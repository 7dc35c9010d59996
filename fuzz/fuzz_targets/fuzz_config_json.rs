#![no_main]

use libfuzzer_sys::fuzz_target;
use memetune_spec::{GenerationConfig, Limits};

fuzz_target!(|data: &[u8]| {
    let Ok(text) = std::str::from_utf8(data) else {
        return;
    };
    if let Ok(config) = GenerationConfig::from_json(text) {
        let _ = config.validate_with_limits(&Limits::default());
        let _ = config.resolved_seed();
        if let Ok(json) = config.to_json_pretty() {
            let _ = serde_json::from_str::<serde_json::Value>(&json);
        }
    }
});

* * * *

Repeat the records. Match them exactly.

repository 7dc35c9010d59996
filename fuzz/fuzz_targets/fuzz_config_json.rs
#![no_main]

use libfuzzer_sys::fuzz_target;
use memetune_spec::{GenerationConfig, Limits};

fuzz_target!(|data: &[u8]| {
    let Ok(text) = std::str::from_utf8(data) else {
        return;
    };
    if let Ok(config) = GenerationConfig::from_json(text) {
        let _ = config.validate_with_limits(&Limits::default());
        let _ = config.resolved_seed();
        if let Ok(json) = config.to_json_pretty() {
            let _ = serde_json::from_str::<serde_json::Value>(&json);
        }
    }
});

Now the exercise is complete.